1951年3月,叶剑英、陶铸抵达广西,提议“以山治山”。办法简单却见效:在瑶山、十万大山、融水等深山地带设置三十余个“剿匪基地县”,让曾参加过剿匪的老兵转为民兵,常年驻点,自织自给。四野留下两个团作机动队,一旦发现大股活动,立即合击。
第三阶段行动自1951年6月启动。两个月后,桂东南顽匪首脑莫汉章被捕,桂西北“平乐王”区凤梧伏诛。顽匪失主脑,四散各地。7月下旬,广西军区报告:三百三十七个县镇全部复设人民政权,交通线日夜畅通,全省枪支减存率达百分之八十五。
北京方面收到捷报。毛泽东与朱德联名的嘉奖电报指出:广西剿匪“军事与政治配合得当,群众路线贯彻始终,值得全国借鉴”。广西军区趁热打铁,派工作队入瑶山展开普法、扩边贸易,以彻底切断反动武装复燃的土壤。
至1951年10月,广西省内登记投诚、被捕以及战斗歼灭的匪徒共三万九千余人,扣押枪支七万把,迫击炮四百门,各类弹药无法计数;缴获和销毁的鸦片原膏高达八百余斤。
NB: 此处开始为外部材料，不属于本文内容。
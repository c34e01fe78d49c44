// Dotlanth
// Copyright (C) 2025 Synerthink

// This program is free software: you can redistribute it and/or modify
// it under the terms of the GNU Affero General Public License as published by
// the Free Software Foundation, either version 3 of the License, or
// (at your option) any later version.

// This program is distributed in the hope that it will be useful,
// but WITHOUT ANY WARRANTY; without even the implied warranty of
// MERCHANTABILITY or FITNESS FOR A PARTICULAR PURPOSE.  See the
// GNU Affero General Public License for more details.

// You should have received a copy of the GNU Affero General Public License
// along with this program.  If not, see <http://www.gnu.org/licenses/>.

//! `compare` command

use super::input::load_assemblies;
use crate::error::CliError;
use anyhow::{Context, Result};
use apicompat_core::comparer::RemapTable;
use apicompat_core::config::{AttributeExclusions, ReportGrouping};
use apicompat_core::filter::FilterSettings;
use apicompat_core::rules::RuleRegistry;
use apicompat_core::{ApiCompatEngine, Baseline, ComparisonConfig, ComparisonReport, ReportFormat};
use clap::{Args, ValueEnum};
use std::fs::File;
use std::io::{self, BufWriter, Write};
use std::path::PathBuf;
use tracing::{info, warn};

#[derive(Debug, Clone, Copy, PartialEq, Eq, ValueEnum)]
pub enum OutputFormat {
    Text,
    Json,
}

impl From<OutputFormat> for ReportFormat {
    fn from(format: OutputFormat) -> Self {
        match format {
            OutputFormat::Text => ReportFormat::Text,
            OutputFormat::Json => ReportFormat::Json,
        }
    }
}

/// Arguments for the compare command
#[derive(Args, Debug, Clone)]
pub struct CompareArgs {
    /// Symbol document of the contract (reference) assemblies
    #[arg(short, long, value_name = "FILE")]
    pub contract: PathBuf,

    /// Symbol document of the implementation assemblies
    #[arg(short, long, value_name = "FILE")]
    pub implementation: PathBuf,

    /// Baseline of accepted differences
    #[arg(long, value_name = "FILE")]
    pub baseline: Option<PathBuf>,

    /// Report baseline entries no difference matched
    #[arg(long)]
    pub validate_baseline: bool,

    /// Write a baseline accepting every incompatible difference of this run
    #[arg(long, value_name = "FILE")]
    pub generate_baseline: Option<PathBuf>,

    /// Name remapping file (`old,new` per line)
    #[arg(long, value_name = "FILE")]
    pub remap_file: Option<PathBuf>,

    /// Attribute types (DocIds) to ignore when diffing attributes
    #[arg(long, value_name = "FILE")]
    pub exclude_attributes: Option<PathBuf>,

    /// Compare internal members of assemblies with friend assemblies
    #[arg(long)]
    pub include_internals: bool,

    /// Skip elements marked `EditorBrowsable(Never)`
    #[arg(long)]
    pub exclude_non_browsable: bool,

    /// Compare the MDIL public surface
    #[arg(long)]
    pub mdil: bool,

    /// Skip compiler-generated elements
    #[arg(long)]
    pub exclude_compiler_generated: bool,

    /// Contract name used in messages
    #[arg(long, default_value = apicompat_core::config::DEFAULT_CONTRACT_NAME)]
    pub left_operand: String,

    /// Implementation name used in messages
    #[arg(long, default_value = apicompat_core::config::DEFAULT_IMPLEMENTATION_NAME)]
    pub right_operand: String,

    /// List differences without per-assembly headers
    #[arg(long)]
    pub flat: bool,

    #[arg(long, value_enum, default_value = "text")]
    pub format: OutputFormat,

    /// Report file; stdout when omitted
    #[arg(short, long, value_name = "FILE")]
    pub output: Option<PathBuf>,

    /// Evaluate assembly pairs in parallel
    #[arg(long)]
    pub parallel: bool,

    /// Also run optional rules
    #[arg(long)]
    pub optional_rules: bool,

    /// Rule id to skip; may be repeated
    #[arg(long = "disable-rule", value_name = "RULE")]
    pub disabled_rules: Vec<String>,
}

impl CompareArgs {
    /// Load auxiliary files and build the run configuration
    pub fn to_config(&self) -> Result<ComparisonConfig> {
        if self.validate_baseline && self.baseline.is_none() {
            return Err(CliError::ConflictingOptions("--validate-baseline requires --baseline".to_string()).into());
        }

        let filter = FilterSettings {
            include_internals: self.include_internals,
            exclude_non_browsable: self.exclude_non_browsable,
            mdil: self.mdil,
            exclude_compiler_generated: self.exclude_compiler_generated,
        };
        let mut config = ComparisonConfig::new()
            .with_operand_names(self.left_operand.clone(), self.right_operand.clone())
            .with_filter(filter)
            .with_optional_rules(self.optional_rules)
            .with_validate_baseline(self.validate_baseline)
            .with_grouping(if self.flat { ReportGrouping::Flat } else { ReportGrouping::ByAssembly })
            .with_parallel(self.parallel);

        if let Some(path) = &self.remap_file {
            config = config.with_remap(RemapTable::load(path)?);
        }
        if let Some(path) = &self.exclude_attributes {
            config = config.with_attribute_exclusions(AttributeExclusions::load(path)?);
        }
        if let Some(path) = &self.baseline {
            config = config.with_baseline(Baseline::load(path)?);
        }

        let known = RuleRegistry::default().rule_ids();
        for rule in &self.disabled_rules {
            if !known.contains(&rule.as_str()) {
                warn!("Unknown rule id {} passed to --disable-rule", rule);
            }
            config = config.with_disabled_rule(rule.clone());
        }
        Ok(config)
    }
}

/// Execute the compare command and return the process exit code
pub fn run_compare(args: &CompareArgs) -> Result<i32> {
    let config = args.to_config()?;
    let contract = load_assemblies(&args.contract)?;
    let implementation = load_assemblies(&args.implementation)?;

    let engine = ApiCompatEngine::new(config);
    let report = engine.compare(&contract, &implementation);

    write_report(&report, args)?;
    if let Some(path) = &args.generate_baseline {
        std::fs::write(path, report.to_baseline()).with_context(|| format!("Failed to write baseline {}", path.display()))?;
        info!("Baseline written to {}", path.display());
    }
    Ok(report.exit_code())
}

fn write_report(report: &ComparisonReport, args: &CompareArgs) -> Result<()> {
    match &args.output {
        Some(path) => {
            let file = File::create(path).with_context(|| format!("Failed to create report {}", path.display()))?;
            let mut writer = BufWriter::new(file);
            report.write(args.format.into(), &mut writer)?;
            writer.flush()?;
        }
        None => {
            let stdout = io::stdout();
            let mut lock = stdout.lock();
            report.write(args.format.into(), &mut lock)?;
        }
    }
    Ok(())
}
漫长一年半,大山终于安静下来。
有人问,为何广西必须“速剿”?答案写在那片山岭:不肃清匪患,交通不畅,物资进不去,援朝前线就缺粮;政权不稳,群众不安,生产恢复就打折扣。剿的是匪,保的是新生政权,也是数千万普通百姓的安宁。
匪首们残留的暴行至今仍让人心惊,但剿匪过程同样提醒后人——枪杆子只是手段,群众才是根本。当年的四野官兵,不仅靠冲锋陷阵,更借千家万户的锅灶、木船、简易哨卡,织起一张严密而温暖的网。山城的夜明亮了,嘹亮号角也终归落在了稻田与学堂之间。